◆ TASK
Output the data below line for line, exactly, up to and including the line where "let catalog = self.backend.environments().await.inspect_err(|e|" appears.

** DATA FOR THIS TASK follows **

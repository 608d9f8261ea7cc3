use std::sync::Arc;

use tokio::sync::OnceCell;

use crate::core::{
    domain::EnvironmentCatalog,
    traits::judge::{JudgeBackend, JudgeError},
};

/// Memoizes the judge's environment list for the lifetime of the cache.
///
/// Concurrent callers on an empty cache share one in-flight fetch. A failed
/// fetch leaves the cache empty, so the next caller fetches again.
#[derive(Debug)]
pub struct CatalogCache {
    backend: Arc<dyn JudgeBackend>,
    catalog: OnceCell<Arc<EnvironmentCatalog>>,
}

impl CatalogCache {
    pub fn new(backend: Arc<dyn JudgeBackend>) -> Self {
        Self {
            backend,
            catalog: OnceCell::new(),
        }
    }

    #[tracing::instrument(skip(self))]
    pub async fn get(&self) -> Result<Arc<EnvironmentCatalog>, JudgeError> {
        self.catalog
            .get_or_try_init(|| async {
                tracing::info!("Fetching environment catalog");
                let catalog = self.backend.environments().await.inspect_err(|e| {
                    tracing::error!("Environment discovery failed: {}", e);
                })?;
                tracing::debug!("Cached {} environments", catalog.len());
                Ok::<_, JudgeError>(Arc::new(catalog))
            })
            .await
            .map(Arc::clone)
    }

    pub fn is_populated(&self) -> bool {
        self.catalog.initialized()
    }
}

** End of DATA FOR THIS TASK **

◆ WRITTEN ANSWER
repository 608d9f8261ea7cc3
use std::sync::Arc;

use tokio::sync::OnceCell;

use crate::core::{
    domain::EnvironmentCatalog,
    traits::judge::{JudgeBackend, JudgeError},
};

/// Memoizes the judge's environment list for the lifetime of the cache.
///
/// Concurrent callers on an empty cache share one in-flight fetch. A failed
/// fetch leaves the cache empty, so the next caller fetches again.
#[derive(Debug)]
pub struct CatalogCache {
    backend: Arc<dyn JudgeBackend>,
    catalog: OnceCell<Arc<EnvironmentCatalog>>,
}

impl CatalogCache {
    pub fn new(backend: Arc<dyn JudgeBackend>) -> Self {
        Self {
            backend,
            catalog: OnceCell::new(),
        }
    }

    #[tracing::instrument(skip(self))]
    pub async fn get(&self) -> Result<Arc<EnvironmentCatalog>, JudgeError> {
        self.catalog
            .get_or_try_init(|| async {
                tracing::info!("Fetching environment catalog");
                let catalog = self.backend.environments().await.inspect_err(|e| {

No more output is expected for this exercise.